----- Data in this exercise -----

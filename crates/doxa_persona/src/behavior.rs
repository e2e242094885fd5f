//! Behavior patterns - trigger/response rules tracking their beliefs
//!
//! A pattern's confidence is never set directly; it is recomputed from the
//! current confidences of the beliefs it depends on, weighted by their trust.
//! Superseded dependencies stop counting, and a pattern whose dependencies
//! are all gone drops to zero rather than coasting on stale confidence.

use chrono::{DateTime, Utc};
use serde::{Deserialize, Serialize};
use uuid::Uuid;

use doxa_belief::BeliefNetwork;
use doxa_core::DoxaConfig;

/// A trigger → response rule conditioned on beliefs.
#[derive(Debug, Clone, Serialize, Deserialize)]
pub struct BehaviorPattern {
    pub trigger: Uuid,
    pub response: Uuid,

    /// Derived from dependencies, in [0,1].
    pub confidence: f32,

    /// Belief ids this pattern is conditioned on, in declaration order.
    pub depends_on: Vec<Uuid>,
}

impl BehaviorPattern {
    pub fn new(trigger: Uuid, response: Uuid, depends_on: Vec<Uuid>) -> Self {
        Self {
            trigger,
            response,
            confidence: 0.0,
            depends_on,
        }
    }
}

/// Recompute the confidence of every pattern that depends on `changed`.
/// Pure: returns the updated pattern list, leaving the input untouched.
pub fn refresh_dependents(
    patterns: &[BehaviorPattern],
    changed: &Uuid,
    network: &BeliefNetwork,
    now: DateTime<Utc>,
    config: &DoxaConfig,
) -> Vec<BehaviorPattern> {
    patterns
        .iter()
        .map(|pattern| {
            if pattern.depends_on.contains(changed) {
                let mut next = pattern.clone();
                next.confidence = pattern_confidence(pattern, network, now, config);
                next
            } else {
                pattern.clone()
            }
        })
        .collect()
}

/// Trust-weighted average of the live dependencies' current (decayed)
/// confidences. No live dependencies → 0.
pub fn pattern_confidence(
    pattern: &BehaviorPattern,
    network: &BeliefNetwork,
    now: DateTime<Utc>,
    config: &DoxaConfig,
) -> f32 {
    let rate = config.tunables.decay_rate;
    let mut weighted = 0.0;
    let mut total = 0.0;

    for dep in &pattern.depends_on {
        let Some(belief) = network.get(dep) else {
            continue;
        };
        if belief.superseded {
            continue;
        }
        let trust = belief.trust_score.max(f32::EPSILON);
        weighted += trust * belief.current_confidence(now, rate);
        total += trust;
    }

    if total <= f32::EPSILON {
        tracing::debug!(
            trigger = %pattern.trigger,
            "Behavior pattern has no live dependencies, confidence 0"
        );
        0.0
    } else {
        (weighted / total).clamp(0.0, 1.0)
    }
}

#[cfg(test)]
mod tests {
    use super::*;
    use doxa_core::{
        Belief, BeliefEvidence, BeliefSources, EmotionalSignature,
    };

    fn belief(confidence: f32, trust: f32) -> Belief {
        Belief {
            id: Uuid::new_v4(),
            content: "open doors lead somewhere good".to_string(),
            confidence,
            signature: EmotionalSignature::new(0.5, 0.5),
            sources: BeliefSources::default(),
            evidence: BeliefEvidence::default(),
            formed_at: Utc::now(),
            last_updated: Utc::now(),
            version: 1,
            adaptability: 0.3,
            trust_score: trust,
            superseded: false,
        }
    }

    #[test]
    fn test_confidence_is_trust_weighted_average() {
        let config = DoxaConfig::default();
        let now = Utc::now();
        let mut network = BeliefNetwork::new();
        let strong = belief(0.9, 1.0);
        let weak = belief(0.3, 1.0);
        let pattern =
            BehaviorPattern::new(Uuid::new_v4(), Uuid::new_v4(), vec![strong.id, weak.id]);
        network.insert(strong);
        network.insert(weak);

        let conf = pattern_confidence(&pattern, &network, now, &config);
        assert!((conf - 0.6).abs() < 0.01);
    }

    #[test]
    fn test_higher_trust_dominates() {
        let config = DoxaConfig::default();
        let now = Utc::now();
        let mut network = BeliefNetwork::new();
        let trusted = belief(0.9, 10.0);
        let doubted = belief(0.1, 0.1);
        let pattern =
            BehaviorPattern::new(Uuid::new_v4(), Uuid::new_v4(), vec![trusted.id, doubted.id]);
        network.insert(trusted);
        network.insert(doubted);

        let conf = pattern_confidence(&pattern, &network, now, &config);
        assert!(conf > 0.85);
    }

    #[test]
    fn test_superseded_dependency_excluded() {
        let config = DoxaConfig::default();
        let now = Utc::now();
        let mut network = BeliefNetwork::new();
        let live = belief(0.8, 1.0);
        let dead = belief(0.2, 1.0);
        let dead_id = dead.id;
        let pattern =
            BehaviorPattern::new(Uuid::new_v4(), Uuid::new_v4(), vec![live.id, dead_id]);
        network.insert(live);
        network.insert(dead);
        network.mark_superseded(&dead_id, now);

        let conf = pattern_confidence(&pattern, &network, now, &config);
        assert!((conf - 0.8).abs() < 0.01);
    }

    #[test]
    fn test_no_live_dependencies_drops_to_zero() {
        let config = DoxaConfig::default();
        let now = Utc::now();
        let mut network = BeliefNetwork::new();
        let dead = belief(0.9, 1.0);
        let dead_id = dead.id;
        let pattern = BehaviorPattern::new(Uuid::new_v4(), Uuid::new_v4(), vec![dead_id]);
        network.insert(dead);
        network.mark_superseded(&dead_id, now);

        assert_eq!(pattern_confidence(&pattern, &network, now, &config), 0.0);
    }

    #[test]
    fn test_refresh_touches_only_dependents() {
        let config = DoxaConfig::default();
        let now = Utc::now();
        let mut network = BeliefNetwork::new();
        let b = belief(0.9, 1.0);
        let b_id = b.id;
        network.insert(b);

        let dependent = BehaviorPattern::new(Uuid::new_v4(), Uuid::new_v4(), vec![b_id]);
        let mut unrelated =
            BehaviorPattern::new(Uuid::new_v4(), Uuid::new_v4(), vec![Uuid::new_v4()]);
        unrelated.confidence = 0.42;

        let refreshed =
            refresh_dependents(&[dependent, unrelated], &b_id, &network, now, &config);
        assert!(refreshed[0].confidence > 0.8);
        assert!((refreshed[1].confidence - 0.42).abs() < 1e-6);
    }
}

-----

Sift the material for lines with the string "strong". Copy each one found.

        let strong = belief(0.9, 1.0);
            BehaviorPattern::new(Uuid::new_v4(), Uuid::new_v4(), vec![strong.id, weak.id]);
        network.insert(strong);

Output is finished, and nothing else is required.